Task requirements:
Faithfully repeat all of the records, as they are written below.

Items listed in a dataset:
***
// SPDX-License-Identifier: MIT
// SPDX-FileCopyrightText: 2026 ® John Hauger Mitander <john@on1.no>

use crate::common::error::AppError;
use alloy::network::Ethereum;
use alloy::providers::{Provider, RootProvider};
use url::Url;

pub type RpcProvider = RootProvider<Ethereum>;

pub struct ConnectionFactory;

impl ConnectionFactory {
    pub fn http(rpc_url: &str) -> Result<RpcProvider, AppError> {
        let url =
            Url::parse(rpc_url).map_err(|e| AppError::Config(format!("Invalid RPC URL: {}", e)))?;

        Ok(RootProvider::new_http(url))
    }

    /// WebSocket or IPC endpoint; the transport is picked from the connection string.
    pub async fn connect(endpoint: &str) -> Result<RpcProvider, AppError> {
        RootProvider::connect(endpoint)
            .await
            .map_err(|e| AppError::Connection(format!("RPC connection to {endpoint} failed: {e}")))
    }

    pub async fn dial(endpoint: &str) -> Result<RpcProvider, AppError> {
        let trimmed = endpoint.trim();
        if trimmed.starts_with("http://") || trimmed.starts_with("https://") {
            Self::http(trimmed)
        } else {
            Self::connect(trimmed).await
        }
    }

    /// Fails when the endpoint serves a different chain than the session expects.
    pub async fn ensure_chain_id(provider: &RpcProvider, expected: u64) -> Result<(), AppError> {
        let reported = provider
            .get_chain_id()
            .await
            .map_err(|e| AppError::Connection(format!("chain_id lookup failed: {e}")))?;
        if reported != expected {
            return Err(AppError::Config(format!(
                "RPC endpoint serves chain {reported}, configured chain_id is {expected}"
            )));
        }
        Ok(())
    }
}
// SPDX-License-Identifier: MIT
// SPDX-FileCopyrightText: 2026 ® John Hauger Mitander <john@oxidity.com>
#![allow(clippy::too_many_arguments)]

pub mod app;
pub mod common;
pub mod domain;
pub mod infrastructure;
pub mod services;

pub use infrastructure::data;
pub use infrastructure::network;
pub use services::mining;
***
Exercise output:
// SPDX-License-Identifier: MIT
// SPDX-FileCopyrightText: 2026 ® John Hauger Mitander <john@on1.no>

use crate::common::error::AppError;
use alloy::network::Ethereum;
use alloy::providers::{Provider, RootProvider};
use url::Url;

pub type RpcProvider = RootProvider<Ethereum>;

pub struct ConnectionFactory;

impl ConnectionFactory {
    pub fn http(rpc_url: &str) -> Result<RpcProvider, AppError> {
        let url =
            Url::parse(rpc_url).map_err(|e| AppError::Config(format!("Invalid RPC URL: {}", e)))?;

        Ok(RootProvider::new_http(url))
    }

    /// WebSocket or IPC endpoint; the transport is picked from the connection string.
    pub async fn connect(endpoint: &str) -> Result<RpcProvider, AppError> {
        RootProvider::connect(endpoint)
            .await
            .map_err(|e| AppError::Connection(format!("RPC connection to {endpoint} failed: {e}")))
    }

    pub async fn dial(endpoint: &str) -> Result<RpcProvider, AppError> {
        let trimmed = endpoint.trim();
        if trimmed.starts_with("http://") || trimmed.starts_with("https://") {
            Self::http(trimmed)
        } else {
            Self::connect(trimmed).await
        }
    }

    /// Fails when the endpoint serves a different chain than the session expects.
    pub async fn ensure_chain_id(provider: &RpcProvider, expected: u64) -> Result<(), AppError> {
        let reported = provider
            .get_chain_id()
            .await
            .map_err(|e| AppError::Connection(format!("chain_id lookup failed: {e}")))?;
        if reported != expected {
            return Err(AppError::Config(format!(
                "RPC endpoint serves chain {reported}, configured chain_id is {expected}"
            )));
        }
        Ok(())
    }
}
// SPDX-License-Identifier: MIT
// SPDX-FileCopyrightText: 2026 ® John Hauger Mitander <john@oxidity.com>
#![allow(clippy::too_many_arguments)]

pub mod app;
pub mod common;
pub mod domain;
pub mod infrastructure;
pub mod services;

pub use infrastructure::data;
pub use infrastructure::network;
pub use services::mining;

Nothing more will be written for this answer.